Standardazing italian translation

sharkovsky · April 1, 2022, 8:47am

This post summarizes the conversations we’ve had on the github issues page about standardizing the translation approach for the italian language.

At the end of this post, I’ll try to maintain a vocabulary of common terms and their italian translations.

Technical terms: to translate or not?

description: should we translate or not technical terms such as machine learning? Proposed approaches:

always leave it in english
always translate it in italian
always translate it in italian, but in the first instance have the english term also associated to it.

outcome: No final decision yet, still being discussed.
votes:

davidemastricci, CaterinaBi
sharkovsky, lewtun, clone

How to address the reader

description: how to translate sentences that address the reader directly such as “But what if you want to compare…”
outcome: the proposed solution is to use the impersonal infinitive form “Ma cosa fare per paragonare…”. In exceptional cases where the sentence structure does not allow it, fall back to the informal singular form “Ma cosa fare se vuoi paragonare…”

Translating code comments

We should not translate comments in the code.

Vocabulary

Note: the decision whether to translate some words (marked with a *) is still being discussed, this is just a draft vocabulary!

English	Italiano
machine learning	apprendimento automatico*
token	token
tokenization	tokenizzazione
tokenizer	tokenizzatore
neural network training	addestramento di una rete neurale
pretrained model	modello pre-addestrato
fine-tune	affinare*
dataset	insieme di dati*
large dataset	insieme voluminoso di dati*
batch	batch
Hub	Hub
API	API
loop	ciclo*
training loop	ciclo di addestramento
distributed setup	sistema distribuito
custom metric	metrica personalizzata
metric	metrica
account	profilo *
checkpoint	checkpoint
label	etichetta *
training set	insieme di addestramento *
validation set	insieme di validazione *
test set	insieme di test *
overfitting	sovra-addatamento

davidemastricci · April 1, 2022, 10:51am

Speaking about how to address the reader, the impersonal infinitive form sounds really good to me.
For the exceptional case, I would suggest using “Ma cosa fare se VUOI…” just because usually people reading the docs or attending the course are just one.

And if the intention was to keep it formal, I think the “VOLETE” form is just too formal for this context.

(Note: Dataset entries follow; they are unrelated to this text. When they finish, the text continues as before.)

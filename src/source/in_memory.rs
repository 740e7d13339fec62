//! In-memory rate source
//!
//! Answers lookups from a table of scripted responses and records every
//! lookup it receives. Dates without a scripted response use the fallback
//! response, which is "not found" unless changed.

use super::RateSource;
use crate::currency::Currency;
use crate::error::{RatesError, Result};
use crate::types::Rate;
use chrono::{Days, NaiveDate};
use hashbrown::HashMap;
use std::sync::Mutex;

/// Canned answer for one (currency, date) lookup
#[derive(Debug, Clone, PartialEq)]
pub enum ScriptedResponse {
    Found(Rate),
    NotFound,
    /// Non-200/404 status from the upstream
    Status(u16),
    /// Transport-level failure
    Failure(String),
}

/// Scripted rate source
///
/// # Example
/// ```
/// use nbp_rates::source::{InMemoryRateSource, RateSource};
/// use nbp_rates::{Currency, Rate};
/// use chrono::{Days, NaiveDate};
///
/// let day = NaiveDate::from_ymd_opt(2024, 3, 1).unwrap();
/// let source = InMemoryRateSource::new().with_rate(Currency::EUR, day, Rate::new(4.35, 4.26));
///
/// let rt = tokio::runtime::Builder::new_current_thread().build().unwrap();
/// let rate = rt.block_on(source.lookup(Currency::EUR, day)).unwrap();
/// assert_eq!(rate, Some(Rate::new(4.35, 4.26)));
/// assert_eq!(source.lookup_count(), 1);
/// ```
#[derive(Debug)]
pub struct InMemoryRateSource {
    responses: HashMap<(Currency, NaiveDate), ScriptedResponse>,
    fallback: ScriptedResponse,
    lookups: Mutex<Vec<(Currency, NaiveDate)>>,
}

impl InMemoryRateSource {
    /// Create an empty source; every lookup is "not found"
    pub fn new() -> Self {
        Self {
            responses: HashMap::new(),
            fallback: ScriptedResponse::NotFound,
            lookups: Mutex::new(Vec::new()),
        }
    }

    /// Answer `response` for every date that has no scripted entry
    pub fn with_fallback(mut self, response: ScriptedResponse) -> Self {
        self.fallback = response;
        self
    }

    pub fn with_response(
        mut self,
        currency: Currency,
        date: NaiveDate,
        response: ScriptedResponse,
    ) -> Self {
        self.responses.insert((currency, date), response);
        self
    }

    pub fn with_rate(self, currency: Currency, date: NaiveDate, rate: Rate) -> Self {
        self.with_response(currency, date, ScriptedResponse::Found(rate))
    }

    pub fn with_failure(self, currency: Currency, date: NaiveDate, message: &str) -> Self {
        self.with_response(currency, date, ScriptedResponse::Failure(message.to_string()))
    }

    /// Script a rate for each of `days` consecutive dates ending at `last`
    pub fn with_daily_rates(
        mut self,
        currency: Currency,
        last: NaiveDate,
        days: usize,
        rate: Rate,
    ) -> Self {
        for offset in 0..days as u64 {
            if let Some(date) = last.checked_sub_days(Days::new(offset)) {
                self.responses
                    .insert((currency, date), ScriptedResponse::Found(rate));
            }
        }
        self
    }

    /// Every lookup received so far, in arrival order
    pub fn lookups(&self) -> Vec<(Currency, NaiveDate)> {
        self.lookups
            .lock()
            .unwrap_or_else(|e| e.into_inner())
            .clone()
    }

    /// Lookups received for one currency, in arrival order
    pub fn lookups_for(&self, currency: Currency) -> Vec<NaiveDate> {
        self.lookups()
            .into_iter()
            .filter(|(c, _)| *c == currency)
            .map(|(_, d)| d)
            .collect()
    }

    pub fn lookup_count(&self) -> usize {
        self.lookups.lock().unwrap_or_else(|e| e.into_inner()).len()
    }

    fn respond(&self, currency: Currency, date: NaiveDate) -> Result<Option<Rate>> {
        let response = self
            .responses
            .get(&(currency, date))
            .unwrap_or(&self.fallback);

        match response {
            ScriptedResponse::Found(rate) => Ok(Some(*rate)),
            ScriptedResponse::NotFound => Ok(None),
            ScriptedResponse::Status(status) => Err(RatesError::UnexpectedStatus {
                currency,
                date,
                status: *status,
            }),
            ScriptedResponse::Failure(message) => Err(RatesError::Unavailable(message.clone())),
        }
    }
}

impl Default for InMemoryRateSource {
    fn default() -> Self {
        Self::new()
    }
}

impl RateSource for InMemoryRateSource {
    async fn lookup(&self, currency: Currency, date: NaiveDate) -> Result<Option<Rate>> {
        self.lookups
            .lock()
            .unwrap_or_else(|e| e.into_inner())
            .push((currency, date));

        // Suspend like a network call would, so concurrent scans interleave
        tokio::task::yield_now().await;

        self.respond(currency, date)
    }

    fn name(&self) -> &str {
        "in-memory"
    }
}
//! Service configuration

use crate::currency::Currency;
use crate::error::{RatesError, Result};
use std::time::Duration;

/// NBP table C (buy/sell rates) endpoint
pub const DEFAULT_BASE_URL: &str = "http://api.nbp.pl/api/exchangerates/rates/C";

/// Extra calendar days scanned beyond the requested count
pub const DEFAULT_SLACK_DAYS: usize = 10;

/// Lookback used by the command line when `--days` is not given
pub const DEFAULT_LOOKBACK_DAYS: usize = 10;

/// Per-request timeout in seconds
pub const DEFAULT_TIMEOUT_SECS: u64 = 30;

/// Configuration for [`RateService`](crate::service::RateService)
#[derive(Debug, Clone, PartialEq)]
pub struct ServiceConfig {
    /// Endpoint prefix; requests go to `{base_url}/{code}/{date}?format=json`
    pub base_url: String,
    /// Currencies to collect, in report order
    pub currencies: Vec<Currency>,
    /// Days scanned past the requested count before a currency gives up
    pub slack_days: usize,
    /// Per-request timeout on the HTTP client
    pub request_timeout: Duration,
    pub user_agent: String,
}

impl Default for ServiceConfig {
    fn default() -> Self {
        Self {
            base_url: DEFAULT_BASE_URL.to_string(),
            currencies: Currency::DEFAULT_SET.to_vec(),
            slack_days: DEFAULT_SLACK_DAYS,
            request_timeout: Duration::from_secs(DEFAULT_TIMEOUT_SECS),
            user_agent: concat!(env!("CARGO_PKG_NAME"), "/", env!("CARGO_PKG_VERSION")).to_string(),
        }
    }
}

impl ServiceConfig {
    pub fn with_base_url(mut self, base_url: impl Into<String>) -> Self {
        self.base_url = base_url.into();
        self
    }

    pub fn with_currencies(mut self, currencies: Vec<Currency>) -> Self {
        self.currencies = currencies;
        self
    }

    pub fn with_slack_days(mut self, slack_days: usize) -> Self {
        self.slack_days = slack_days;
        self
    }

    pub fn with_request_timeout(mut self, timeout: Duration) -> Self {
        self.request_timeout = timeout;
        self
    }

    /// Check the configuration before any request is made
    pub fn validate(&self) -> Result<()> {
        if self.base_url.trim().is_empty() {
            return Err(RatesError::Config("base URL must not be empty".to_string()));
        }

        if self.currencies.is_empty() {
            return Err(RatesError::Config(
                "at least one currency is required".to_string(),
            ));
        }

        for (i, currency) in self.currencies.iter().enumerate() {
            if self.currencies[..i].contains(currency) {
                return Err(RatesError::Config(format!(
                    "currency {} listed more than once",
                    currency
                )));
            }
        }

        Ok(())
    }
}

sharkovsky · April 1, 2022, 1:18pm

Hi Davide,
your suggestion about using the singular form makes sense. I’ve updated the post accordingly!

lewtun · April 1, 2022, 2:58pm

Thank you for starting this great post @sharkovsky !

About translating the code comments, I think this can be optional since right now the Colab notebooks we have for each chapter are still based off the English source. For reference, the other translations haven’t done this. How does that sound?

sharkovsky · April 1, 2022, 3:00pm

sounds great! I’ll update the post right away.

clone · April 1, 2022, 3:38pm

Thank you for opening this post! A few notes:

For the first question (whether to translate technical terms) I’d prefer option 3.
I am not a fan of addressing the reader directly. When I read technical material that addresses me directly as a reader, I always tend to instinctively consider it low-quality content. I understand people have different opinion about this, so I will comply with whatever the majority decides.
Specific terms:
- I’m not sure preaddestrato is a valid word (can’t find it in the dictionary), so I would write it as pre-addestrato instead.
- account is very widely used in Italian, but we could translate it with profilo if we wanted.
- sovraddatamento has a valid meaning in Italian, but it’s quite specific. I would consider writing it as sovra-addatamento.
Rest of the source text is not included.